Delphine de
Vigan publie No et moi aux Editions Jean-Claude Lattès ( 22
Août 2007)

Résumé du
Roman
Lou Bertignac a 13 ans, un QI de
160 et des questions plein la tête. Les yeux grand ouverts, elle
observe les gens, collectionne les mots, se livre à des expériences
domestiques et dévore les encyclopédies.
Enfant unique d’une famille en déséquilibre, entre une mère brisée
et un père champion de la bonne humeur feinte, dans l’obscurité
d’un appartement dont les rideaux restent tirés, Lou invente des théories
pour apprivoiser le monde.
A la gare d’Austerlitz, elle rencontre No, une jeune fille SDF à
peine plus âgée qu’elle.
No, son visage fatigué, ses vêtements sales, son silence.
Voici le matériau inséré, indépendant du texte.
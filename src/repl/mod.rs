//! REPL driver
//!
//! A [`Repl`] owns one editor, single-line or multi-line, and a history of
//! submissions that can be persisted to a file between sessions.
//!
//! In multi-line mode Return only submits once every `(` and `{` has been
//! closed. Until then it starts a new line indented by the nesting depth.
//! Up on the first line and Down on the last line walk the history.

use std::io::Write;
use std::path::{Path, PathBuf};

use crate::app::Config;
use crate::editor::{Editor, Status};
use crate::history::{History, HistoryError, Recall, DEFAULT_CAPACITY};
use crate::input::Key;
use crate::line::LineEditor;
use crate::term::{ByteSource, Term, TermError, TermResult, WindowSize};

/// Default spaces per nesting level
pub const DEFAULT_INDENT_WIDTH: usize = 4;

/// Error type for the REPL driver
#[derive(Debug, thiserror::Error)]
pub enum ReplError {
    #[error("Terminal error: {0}")]
    Term(#[from] TermError),

    #[error("History error: {0}")]
    History(#[from] HistoryError),
}

/// Result type for the REPL driver
pub type ReplResult<T> = Result<T, ReplError>;

/// Which editor the REPL reads with
#[derive(Debug, Clone, Copy, PartialEq, Eq, Default)]
pub enum Mode {
    /// Single-line editor in the main screen
    #[default]
    Line,
    /// Full-screen multi-line editor in the alternate screen
    Multiline,
}

/// Count of `(` and `{` not closed by a later `)` or `}`
///
/// Stray closing brackets never take the depth below zero.
pub fn nesting_depth(text: &[u8]) -> usize {
    text.iter().fold(0usize, |depth, &byte| match byte {
        b'(' | b'{' => depth + 1,
        b')' | b'}' => depth.saturating_sub(1),
        _ => depth,
    })
}

#[derive(Debug)]
enum ReplEditor {
    Line(LineEditor),
    Buffer { editor: Editor, history: History },
}

/// A read-eval-print loop input driver
#[derive(Debug)]
pub struct Repl {
    editor: ReplEditor,
    indent_width: usize,
    history_file: Option<PathBuf>,
}

impl Repl {
    /// Create a REPL keeping at most `capacity` history entries
    pub fn new(mode: Mode, capacity: usize) -> Self {
        let history = History::new(capacity);
        let editor = match mode {
            Mode::Line => ReplEditor::Line(LineEditor::with_history("> ", history)),
            Mode::Multiline => ReplEditor::Buffer {
                editor: Editor::new("repl", WindowSize::default()),
                history,
            },
        };
        Self {
            editor,
            indent_width: DEFAULT_INDENT_WIDTH,
            history_file: None,
        }
    }

    /// Create a REPL from a configuration, loading its history file
    pub fn from_config(config: &Config) -> Self {
        let mode = if config.editor.multiline {
            Mode::Multiline
        } else {
            Mode::Line
        };
        let mut repl = Self::new(mode, config.history.capacity)
            .with_prompt(&config.editor.prompt)
            .with_title(&config.editor.title)
            .with_indent_width(config.editor.indent_width);
        if let Some(path) = &config.history.file {
            repl = repl.with_history_file(path);
        }
        repl
    }

    /// Set the prompt of the single-line editor
    pub fn with_prompt(mut self, prompt: &str) -> Self {
        if let ReplEditor::Line(line) = &mut self.editor {
            line.set_prompt(prompt);
        }
        self
    }

    /// Set the title of the multi-line editor
    pub fn with_title(mut self, title: &str) -> Self {
        if let ReplEditor::Buffer { editor, .. } = &mut self.editor {
            editor.set_title(title);
        }
        self
    }

    /// Set the spaces inserted per nesting level
    pub fn with_indent_width(mut self, width: usize) -> Self {
        self.indent_width = width;
        self
    }

    /// Load history from a file and save it there on [`Repl::stop`]
    ///
    /// A missing file is an empty history.
    pub fn with_history_file(mut self, path: impl Into<PathBuf>) -> Self {
        let path = path.into();
        self.history_mut().load(&path);
        self.history_file = Some(path);
        self
    }

    /// The editing mode
    pub fn mode(&self) -> Mode {
        match self.editor {
            ReplEditor::Line(_) => Mode::Line,
            ReplEditor::Buffer { .. } => Mode::Multiline,
        }
    }

    /// Past submissions, newest first
    pub fn history(&self) -> &History {
        match &self.editor {
            ReplEditor::Line(line) => line.history(),
            ReplEditor::Buffer { history, .. } => history,
        }
    }

    fn history_mut(&mut self) -> &mut History {
        match &mut self.editor {
            ReplEditor::Line(line) => line.history_mut(),
            ReplEditor::Buffer { history, .. } => history,
        }
    }

    /// File the history is persisted to
    pub fn history_file(&self) -> Option<&Path> {
        self.history_file.as_deref()
    }

    /// Read one submission
    ///
    /// Returns `None` when the user ends the session with Ctrl-D or the
    /// input ends. Submissions end with `'\n'`. In multi-line mode a
    /// submitting Return takes the whole buffer wherever the cursor is.
    pub fn read<S: ByteSource, W: Write>(
        &mut self,
        term: &mut Term<S, W>,
    ) -> ReplResult<Option<String>> {
        let indent_width = self.indent_width;
        match &mut self.editor {
            ReplEditor::Line(line) => Ok(line.read_line(term)?),
            ReplEditor::Buffer { editor, history } => {
                let _guard = term.enter_raw()?;
                let mut out = term.frame();
                out.alternate_screen(true);
                term.present(&mut out)?;

                let result = edit_buffer(editor, history, indent_width, term);

                out.alternate_screen(false);
                let restored = term.present(&mut out);
                let submission = result?;
                restored?;
                Ok(submission)
            },
        }
    }

    /// End the session, saving the history if a file was given
    pub fn stop(self) -> ReplResult<()> {
        if let Some(path) = &self.history_file {
            self.history().save(path)?;
        }
        Ok(())
    }
}

/// Run the multi-line editor until a submission or the end of input
fn edit_buffer<S: ByteSource, W: Write>(
    editor: &mut Editor,
    history: &mut History,
    indent_width: usize,
    term: &mut Term<S, W>,
) -> TermResult<Option<String>> {
    let mut out = term.frame();
    editor.clear();
    editor.resize(term.size());
    history.reset_cursor();

    loop {
        editor.render(&mut out, term.size());
        term.present(&mut out)?;

        let key = match term.read_key() {
            Ok(key) => key,
            Err(TermError::Closed) => return Ok(None),
            Err(e) => return Err(e),
        };
        if key.is_edit() {
            history.reset_cursor();
        }
        if key == Key::Return && nesting_depth(editor.text()) == 0 {
            // Submit from the end so the buffer is not split at the cursor
            editor.move_to(editor.line_count() - 1, usize::MAX);
        }

        match editor.update(key) {
            Status::Continue => {},
            Status::Submit => {
                let depth = nesting_depth(editor.text());
                if depth > 0 {
                    for _ in 0..depth * indent_width {
                        editor.insert_char(b' ');
                    }
                } else {
                    let text = editor.flush();
                    let line = String::from_utf8_lossy(&text).into_owned();
                    history.push(&line);
                    return Ok(Some(line));
                }
            },
            Status::Cancelled => return Ok(None),
            Status::Top => {
                if let Some(entry) = history.older().map(|e| e.as_bytes().to_vec()) {
                    editor.replace(&entry);
                }
            },
            Status::Bottom => match history.newer() {
                Recall::Entry(entry) => {
                    let entry = entry.as_bytes().to_vec();
                    editor.replace(&entry);
                },
                Recall::Live => editor.clear(),
                Recall::Unchanged => {},
            },
        }
    }
}

impl Default for Repl {
    fn default() -> Self {
        Self::new(Mode::Line, DEFAULT_CAPACITY)
    }
}

#[cfg(test)]
mod tests {
    use super::*;
    use std::io::Cursor;

    fn scripted(input: &[u8]) -> Term<Cursor<Vec<u8>>, Vec<u8>> {
        Term::new(Cursor::new(input.to_vec()), Vec::new())
    }

    #[test]
    fn test_nesting_depth() {
        assert_eq!(nesting_depth(b""), 0);
        assert_eq!(nesting_depth(b"f(x, {"), 2);
        assert_eq!(nesting_depth(b"f(x) { }"), 0);
        assert_eq!(nesting_depth(b"))(("), 2);
        assert_eq!(nesting_depth(b"[<"), 0);
    }

    #[test]
    fn test_line_mode_read() {
        let mut repl = Repl::new(Mode::Line, 8);
        let mut term = scripted(b"1 + 1\r");
        assert_eq!(repl.read(&mut term).unwrap(), Some("1 + 1\n".to_string()));
        assert_eq!(repl.read(&mut term).unwrap(), None);
        assert_eq!(repl.history().get(0), Some("1 + 1"));
    }

    #[test]
    fn test_multiline_submits_balanced_input() {
        let mut repl = Repl::new(Mode::Multiline, 8);
        let mut term = scripted(b"f(x\r)\r");
        let line = repl.read(&mut term).unwrap();
        assert_eq!(line, Some("f(x\n    )\n".to_string()));
        assert_eq!(repl.history().get(0), Some("f(x\n    )"));

        let written = String::from_utf8(term.writer().clone()).unwrap();
        assert!(written.starts_with("\x1b[?1049h"));
        assert!(written.ends_with("\x1b[?1049l"));
    }

    #[test]
    fn test_multiline_indent_width() {
        let mut repl = Repl::new(Mode::Multiline, 8).with_indent_width(2);
        let mut term = scripted(b"{{\r\r}}\r");
        let line = repl.read(&mut term).unwrap();
        assert_eq!(line, Some("{{\n    \n    }}\n".to_string()));
    }

    #[test]
    fn test_multiline_submit_mid_line_keeps_line_whole() {
        let mut repl = Repl::new(Mode::Multiline, 8);
        let mut term = scripted(b"abcd\x1b[D\x1b[D\r");
        let line = repl.read(&mut term).unwrap();
        assert_eq!(line, Some("abcd\n".to_string()));
        assert_eq!(repl.history().get(0), Some("abcd"));
    }

    #[test]
    fn test_multiline_submit_from_earlier_row() {
        let mut repl = Repl::new(Mode::Multiline, 8);
        let mut term = scripted(b"f(x\r)\x1b[A\x1b[H\r");
        // The first Return continues; the second submits from row 0
        let line = repl.read(&mut term).unwrap();
        assert_eq!(line, Some("f(x\n    )\n".to_string()));
    }

    #[test]
    fn test_multiline_ctrl_d_ends_session() {
        let mut repl = Repl::new(Mode::Multiline, 8);
        let mut term = scripted(b"abc\x04");
        assert_eq!(repl.read(&mut term).unwrap(), None);
        assert!(repl.history().is_empty());
    }

    #[test]
    fn test_multiline_history_recall() {
        let mut repl = Repl::new(Mode::Multiline, 8);
        let mut term = scripted(b"one\rtwo\r\x1b[A\x1b[A\x1b[B\r");
        assert_eq!(repl.read(&mut term).unwrap(), Some("one\n".to_string()));
        assert_eq!(repl.read(&mut term).unwrap(), Some("two\n".to_string()));
        // Up twice reaches "one", Down returns to "two"
        assert_eq!(repl.read(&mut term).unwrap(), Some("two\n".to_string()));
    }

    #[test]
    fn test_history_file_roundtrip() {
        let dir = tempfile::tempdir().unwrap();
        let path = dir.path().join("history");

        let mut repl = Repl::new(Mode::Line, 8).with_history_file(&path);
        assert!(repl.history().is_empty());
        let mut term = scripted(b"a\rb\r");
        repl.read(&mut term).unwrap();
        repl.read(&mut term).unwrap();
        repl.stop().unwrap();
        assert_eq!(std::fs::read_to_string(&path).unwrap(), "a\nb\n");

        let repl = Repl::new(Mode::Multiline, 8).with_history_file(&path);
        assert_eq!(repl.history().iter().collect::<Vec<_>>(), vec!["b", "a"]);
        assert_eq!(repl.history_file(), Some(path.as_path()));
    }

    #[test]
    fn test_multiline_submission_reloads_as_one_entry() {
        let dir = tempfile::tempdir().unwrap();
        let path = dir.path().join("history");

        let mut repl = Repl::new(Mode::Multiline, 8).with_history_file(&path);
        let mut term = scripted(b"f(x\r)\rg()\r");
        repl.read(&mut term).unwrap();
        repl.read(&mut term).unwrap();
        repl.stop().unwrap();

        let repl = Repl::new(Mode::Multiline, 8).with_history_file(&path);
        assert_eq!(
            repl.history().iter().collect::<Vec<_>>(),
            vec!["g()", "f(x\n    )"]
        );
    }

    #[test]
    fn test_from_config() {
        let mut config = Config::default();
        config.editor.multiline = true;
        config.history.capacity = 3;
        let repl = Repl::from_config(&config);
        assert_eq!(repl.mode(), Mode::Multiline);
        assert_eq!(repl.history().capacity(), 3);
        assert_eq!(Repl::default().mode(), Mode::Line);
    }
}
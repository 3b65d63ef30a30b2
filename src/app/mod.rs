//! Application glue module
//!
//! Configuration shared by the binaries and the REPL driver.

mod config;

pub use config::{
    default_path, Config, ConfigError, EditorConfig, HistoryConfig, TerminalConfig,
};
//! Mochi REPL
//!
//! An interactive read loop that echoes every submission back. Useful for
//! trying out the single-line and multi-line editors.

use std::io::{self, Write};
use std::path::PathBuf;
use std::process::ExitCode;

use clap::Parser;
use tracing_subscriber::{layer::SubscriberExt, util::SubscriberInitExt, EnvFilter};

use mochi_line::app::Config;
use mochi_line::{Repl, Term};

/// CLI arguments for the Mochi REPL
#[derive(Parser, Debug)]
#[command(name = "mochi-repl")]
#[command(version)]
#[command(about = "Interactive line editing demo", long_about = None)]
struct Args {
    /// Path to custom config file
    #[arg(short, long, value_name = "FILE")]
    config: Option<PathBuf>,

    /// Use the full-screen multi-line editor
    #[arg(short, long)]
    multiline: bool,

    /// History file to load and save
    #[arg(long, value_name = "FILE")]
    history: Option<PathBuf>,

    /// Do not load or save any history file
    #[arg(long, conflicts_with = "history")]
    no_history: bool,

    /// Prompt for the single-line editor
    #[arg(short, long, value_name = "TEXT")]
    prompt: Option<String>,

    /// Maximum number of history entries
    #[arg(long, value_name = "N")]
    capacity: Option<usize>,
}

impl Args {
    /// Layer the flags over a loaded configuration
    fn apply(&self, config: &mut Config) {
        if self.multiline {
            config.editor.multiline = true;
        }
        if let Some(prompt) = &self.prompt {
            config.editor.prompt = prompt.clone();
        }
        if let Some(capacity) = self.capacity {
            config.history.capacity = capacity;
        }
        if self.no_history {
            config.history.file = None;
        } else if let Some(path) = &self.history {
            config.history.file = Some(path.clone());
        }
    }
}

fn main() -> ExitCode {
    // Log to stderr so nothing lands on the edited screen
    tracing_subscriber::registry()
        .with(EnvFilter::try_from_default_env().unwrap_or_else(|_| EnvFilter::new("warn")))
        .with(tracing_subscriber::fmt::layer().with_writer(io::stderr))
        .init();

    let args = Args::parse();

    let mut config = match &args.config {
        Some(path) => match Config::load(path) {
            Ok(config) => config,
            Err(e) => {
                eprintln!("Error loading {}: {}", path.display(), e);
                return ExitCode::FAILURE;
            },
        },
        None => Config::load_or_default(),
    };
    args.apply(&mut config);

    let mut term = Term::stdio()
        .with_fallback_size(config.terminal.fallback_size())
        .with_escape_timeout(config.terminal.escape_timeout());
    let mut repl = Repl::from_config(&config);

    tracing::info!(
        "Starting REPL in {:?} mode, {} history entries loaded",
        repl.mode(),
        repl.history().len()
    );

    let status = loop {
        match repl.read(&mut term) {
            Ok(Some(line)) => {
                let out = term.writer_mut();
                let echoed = out
                    .write_all(line.as_bytes())
                    .and_then(|_| out.flush());
                if let Err(e) = echoed {
                    eprintln!("Error: {}", e);
                    break ExitCode::FAILURE;
                }
            },
            Ok(None) => break ExitCode::SUCCESS,
            Err(e) => {
                eprintln!("Error: {}", e);
                break ExitCode::FAILURE;
            },
        }
    };

    if let Err(e) = repl.stop() {
        eprintln!("Error saving history: {}", e);
        return ExitCode::FAILURE;
    }
    status
}
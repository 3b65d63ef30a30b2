//! Submission history
//!
//! A bounded list of past submissions, newest first. Pushing past the
//! capacity evicts the oldest entry. A navigation cursor walks the list for
//! Up/Down recall and is reset by any edit or submission.
//!
//! On disk a history is one entry per line, oldest first. Newlines and
//! backslashes inside an entry are written as `\n` and `\\` so a
//! multi-line entry stays on one line.

use std::collections::VecDeque;
use std::fs;
use std::io::Write;
use std::path::Path;

/// Default number of entries kept
pub const DEFAULT_CAPACITY: usize = 32;

/// Error type for history persistence
#[derive(Debug, thiserror::Error)]
pub enum HistoryError {
    #[error("IO error: {0}")]
    Io(#[from] std::io::Error),
}

/// Result type for history persistence
pub type HistoryResult<T> = Result<T, HistoryError>;

/// Outcome of stepping toward newer entries
#[derive(Debug, Clone, Copy, PartialEq, Eq)]
pub enum Recall<'a> {
    /// A newer entry to show
    Entry(&'a str),
    /// Stepped past the newest entry: back to the live (empty) line
    Live,
    /// Not navigating; nothing changes
    Unchanged,
}

/// Bounded newest-first history
#[derive(Debug, Clone)]
pub struct History {
    entries: VecDeque<String>,
    capacity: usize,
    /// Index of the entry being shown, `None` when not navigating
    current: Option<usize>,
}

impl Default for History {
    fn default() -> Self {
        Self::new(DEFAULT_CAPACITY)
    }
}

impl History {
    /// Create an empty history holding at most `capacity` entries
    pub fn new(capacity: usize) -> Self {
        Self {
            entries: VecDeque::with_capacity(capacity.min(1024)),
            capacity,
            current: None,
        }
    }

    /// Record a submission
    ///
    /// Trailing spaces, tabs and line endings are trimmed. Entries that are
    /// empty after trimming are not recorded. Returns whether the entry was
    /// kept.
    pub fn push(&mut self, line: &str) -> bool {
        self.current = None;

        let trimmed = line.trim_end_matches([' ', '\t', '\r', '\n']);
        if trimmed.is_empty() || self.capacity == 0 {
            return false;
        }

        self.entries.push_front(trimmed.to_string());
        self.entries.truncate(self.capacity);
        true
    }

    /// Step one entry toward older submissions
    ///
    /// Returns the entry to show, or `None` when already at the oldest
    /// entry (or the history is empty).
    pub fn older(&mut self) -> Option<&str> {
        let next = match self.current {
            None => 0,
            Some(i) => i + 1,
        };
        if next >= self.entries.len() {
            return None;
        }
        self.current = Some(next);
        self.entries.get(next).map(String::as_str)
    }

    /// Step one entry toward newer submissions
    pub fn newer(&mut self) -> Recall<'_> {
        match self.current {
            None => Recall::Unchanged,
            Some(0) => {
                self.current = None;
                Recall::Live
            },
            Some(i) => {
                self.current = Some(i - 1);
                self.entries
                    .get(i - 1)
                    .map_or(Recall::Live, |e| Recall::Entry(e.as_str()))
            },
        }
    }

    /// Stop navigating
    pub fn reset_cursor(&mut self) {
        self.current = None;
    }

    /// Index of the entry being shown, if navigating
    pub fn cursor(&self) -> Option<usize> {
        self.current
    }

    /// Get an entry by age (0 is the newest)
    pub fn get(&self, index: usize) -> Option<&str> {
        self.entries.get(index).map(String::as_str)
    }

    /// Number of entries
    pub fn len(&self) -> usize {
        self.entries.len()
    }

    /// Check if the history is empty
    pub fn is_empty(&self) -> bool {
        self.entries.is_empty()
    }

    /// Maximum number of entries
    pub fn capacity(&self) -> usize {
        self.capacity
    }

    /// Iterate newest first
    pub fn iter(&self) -> impl Iterator<Item = &str> {
        self.entries.iter().map(String::as_str)
    }

    /// Iterate oldest first (file order)
    pub fn iter_oldest_first(&self) -> impl Iterator<Item = &str> {
        self.entries.iter().rev().map(String::as_str)
    }

    /// Remove every entry
    pub fn clear(&mut self) {
        self.entries.clear();
        self.current = None;
    }

    /// Load entries from a file, oldest first
    ///
    /// A missing or unreadable file is treated as an empty history. Returns
    /// the number of entries recorded.
    pub fn load(&mut self, path: &Path) -> usize {
        let data = match fs::read(path) {
            Ok(data) => data,
            Err(e) => {
                tracing::debug!("No history loaded from {}: {}", path.display(), e);
                return 0;
            },
        };

        let mut loaded = 0;
        for line in data.split(|&b| b == b'\n') {
            if self.push(&String::from_utf8_lossy(&unescape(line))) {
                loaded += 1;
            }
        }
        tracing::debug!("Loaded {} history entries from {}", loaded, path.display());
        loaded
    }

    /// Write every entry to a file, oldest first
    pub fn save(&self, path: &Path) -> HistoryResult<()> {
        let mut file = fs::File::create(path)?;
        for entry in self.iter_oldest_first() {
            file.write_all(&escape(entry.as_bytes()))?;
            file.write_all(b"\n")?;
        }
        file.flush()?;
        tracing::debug!("Saved {} history entries to {}", self.len(), path.display());
        Ok(())
    }
}

/// Encode an entry as a single file line
fn escape(entry: &[u8]) -> Vec<u8> {
    let mut line = Vec::with_capacity(entry.len());
    for &b in entry {
        match b {
            b'\\' => line.extend_from_slice(b"\\\\"),
            b'\n' => line.extend_from_slice(b"\\n"),
            _ => line.push(b),
        }
    }
    line
}

/// Decode a file line written by [`escape`]
///
/// Unknown escapes and a trailing backslash are kept as they are.
fn unescape(line: &[u8]) -> Vec<u8> {
    let mut entry = Vec::with_capacity(line.len());
    let mut bytes = line.iter().copied();
    while let Some(b) = bytes.next() {
        if b != b'\\' {
            entry.push(b);
            continue;
        }
        match bytes.next() {
            Some(b'n') => entry.push(b'\n'),
            Some(b'\\') => entry.push(b'\\'),
            Some(other) => entry.extend_from_slice(&[b'\\', other]),
            None => entry.push(b'\\'),
        }
    }
    entry
}
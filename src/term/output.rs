//! Escape sequence output
//!
//! An [`Output`] is an in-memory frame of bytes destined for the terminal.
//! Every primitive appends to the frame and cannot fail; the frame is
//! written out in a single call by [`super::Term::present`].

use std::fmt;

use crate::style::{emit_style, Attribute};

/// A frame of terminal output
#[derive(Debug, Clone)]
pub struct Output {
    buf: Vec<u8>,
    /// Whether style attributes are emitted
    colors: bool,
}

impl Default for Output {
    fn default() -> Self {
        Self::new()
    }
}

impl Output {
    /// Create an empty frame with styling enabled
    pub fn new() -> Self {
        Self {
            buf: Vec::with_capacity(256),
            colors: true,
        }
    }

    /// Create an empty frame that drops style attributes
    pub fn plain() -> Self {
        Self {
            colors: false,
            ..Self::new()
        }
    }

    /// Enable or disable style attributes
    pub fn set_colors(&mut self, colors: bool) {
        self.colors = colors;
    }

    /// Get the bytes of this frame
    pub fn as_bytes(&self) -> &[u8] {
        &self.buf
    }

    /// Take the bytes of this frame, leaving it empty
    pub fn take(&mut self) -> Vec<u8> {
        std::mem::take(&mut self.buf)
    }

    /// Check if the frame is empty
    pub fn is_empty(&self) -> bool {
        self.buf.is_empty()
    }

    /// Discard the frame contents
    pub fn clear(&mut self) {
        self.buf.clear();
    }

    /// Append raw bytes
    pub fn put(&mut self, bytes: &[u8]) {
        self.buf.extend_from_slice(bytes);
    }

    /// Append a single byte
    pub fn put_byte(&mut self, byte: u8) {
        self.buf.push(byte);
    }

    /// Append a string
    pub fn put_str(&mut self, s: &str) {
        self.put(s.as_bytes());
    }

    /// Apply a style attribute (no-op when styling is disabled)
    pub fn style(&mut self, attr: Attribute) {
        if self.colors {
            // Writing into a Vec cannot fail
            let _ = emit_style(&mut self.buf, attr);
        }
    }

    fn csi(&mut self, n: usize, final_byte: char) {
        let _ = fmt::Write::write_fmt(self, format_args!("\x1b[{}{}", n, final_byte));
    }

    /// Move the cursor up by `n` rows (CUU)
    pub fn cursor_up(&mut self, n: usize) {
        if n > 0 {
            self.csi(n, 'A');
        }
    }

    /// Move the cursor down by `n` rows (CUD)
    pub fn cursor_down(&mut self, n: usize) {
        if n > 0 {
            self.csi(n, 'B');
        }
    }

    /// Move the cursor right by `n` columns (CUF)
    pub fn cursor_right(&mut self, n: usize) {
        if n > 0 {
            self.csi(n, 'C');
        }
    }

    /// Move the cursor left by `n` columns (CUB)
    pub fn cursor_left(&mut self, n: usize) {
        if n > 0 {
            self.csi(n, 'D');
        }
    }

    /// Move the cursor relative to its current position
    pub fn move_by(&mut self, dx: isize, dy: isize) {
        if dx < 0 {
            self.cursor_left(dx.unsigned_abs());
        } else {
            self.cursor_right(dx.unsigned_abs());
        }
        if dy < 0 {
            self.cursor_up(dy.unsigned_abs());
        } else {
            self.cursor_down(dy.unsigned_abs());
        }
    }

    /// Move the cursor to a 0-indexed column and row (CUP)
    pub fn move_to(&mut self, x: usize, y: usize) {
        let _ = fmt::Write::write_fmt(self, format_args!("\x1b[{};{}H", y + 1, x + 1));
    }

    /// Move the cursor to the top left corner
    pub fn home(&mut self) {
        self.put(b"\x1b[H");
    }

    /// Return to the first column
    pub fn carriage_return(&mut self) {
        self.put_byte(b'\r');
    }

    /// Start a new line in raw mode (CR LF)
    pub fn newline(&mut self) {
        self.put(b"\r\n");
    }

    /// Erase the whole current line (EL 2)
    pub fn clear_line(&mut self) {
        self.put(b"\x1b[2K");
    }

    /// Erase from the cursor to the end of the line (EL 0)
    pub fn clear_to_eol(&mut self) {
        self.put(b"\x1b[0K");
    }

    /// Erase the whole screen (ED 2)
    pub fn clear_screen(&mut self) {
        self.put(b"\x1b[2J");
    }

    /// Switch to or from the alternate screen buffer
    pub fn alternate_screen(&mut self, enabled: bool) {
        if enabled {
            self.put(b"\x1b[?1049h");
        } else {
            self.put(b"\x1b[?1049l");
        }
    }
}

impl fmt::Write for Output {
    fn write_str(&mut self, s: &str) -> fmt::Result {
        self.put_str(s);
        Ok(())
    }
}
No, privée d’amour, rebelle, sauvage.
No dont l’errance et la solitude questionnent le monde.
Des hommes et des femmes dorment dans la rue, font la queue pour un
repas chaud, marchent pour ne pas mourir de froid. « Les choses sont ce
qu’elles sont ». Voilà ce dont il faudrait se contenter pour
expliquer la violence qui nous entoure. Ce qu’il faudrait admettre.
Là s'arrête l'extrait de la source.